═══ Data under study ═══

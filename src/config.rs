//! Advisor configuration from environment variables

use std::env;
use std::time::Duration;

use crate::advisor::Command;

pub const DEFAULT_SERVICE_URL: &str = "http://localhost:5000";

/// Keys bound to the two continuous-mode actions.
#[derive(Clone, Copy, Debug, PartialEq, Eq)]
pub struct KeyBindings {
    pub toggle: char,
    pub trigger: char,
}

impl Default for KeyBindings {
    fn default() -> Self {
        Self {
            toggle: 'q',
            trigger: 'w',
        }
    }
}

impl KeyBindings {
    /// Command for a key press, if the key is bound.
    pub fn command_for(&self, key: char) -> Option<Command> {
        if key == self.toggle {
            Some(Command::Toggle)
        } else if key == self.trigger {
            Some(Command::Trigger)
        } else {
            None
        }
    }
}

#[derive(Clone, Debug)]
pub struct AdvisorConfig {
    /// Base URL of the advisory service
    pub service_url: String,

    /// Per-request timeout. `None` lets a request wait indefinitely.
    pub request_timeout: Option<Duration>,

    pub user_agent: String,

    pub keys: KeyBindings,
}

impl Default for AdvisorConfig {
    fn default() -> Self {
        Self {
            service_url: DEFAULT_SERVICE_URL.to_string(),
            request_timeout: None,
            user_agent: concat!("move-advisor/", env!("CARGO_PKG_VERSION")).to_string(),
            keys: KeyBindings::default(),
        }
    }
}

impl AdvisorConfig {
    pub fn from_env() -> Self {
        Self::from_lookup(|key| env::var(key).ok())
    }

    /// Build from an arbitrary key lookup. Missing or unparseable values
    /// fall back to the defaults.
    pub fn from_lookup(lookup: impl Fn(&str) -> Option<String>) -> Self {
        let defaults = Self::default();

        let service_url = lookup("ADVISOR_SERVICE_URL")
            .map(|url| url.trim().trim_end_matches('/').to_string())
            .filter(|url| !url.is_empty())
            .unwrap_or(defaults.service_url);

        let request_timeout = lookup("ADVISOR_TIMEOUT_SECS")
            .and_then(|v| v.trim().parse::<u64>().ok())
            .filter(|&secs| secs > 0)
            .map(Duration::from_secs);

        let user_agent = lookup("ADVISOR_USER_AGENT").unwrap_or(defaults.user_agent);

        let keys = KeyBindings {
            toggle: lookup("ADVISOR_TOGGLE_KEY")
                .and_then(|v| single_char(&v))
                .unwrap_or(defaults.keys.toggle),
            trigger: lookup("ADVISOR_TRIGGER_KEY")
                .and_then(|v| single_char(&v))
                .unwrap_or(defaults.keys.trigger),
        };

        Self {
            service_url,
            request_timeout,
            user_agent,
            keys,
        }
    }
}

fn single_char(value: &str) -> Option<char> {
    let mut chars = value.trim().chars();
    match (chars.next(), chars.next()) {
        (Some(c), None) => Some(c),
        _ => None,
    }
}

═══

_Exercise directions_. Select every line of the records holding the string "None".

_Output below_.
            None
    /// Per-request timeout. `None` lets a request wait indefinitely.
            request_timeout: None,
        (Some(c), None) => Some(c),
        _ => None,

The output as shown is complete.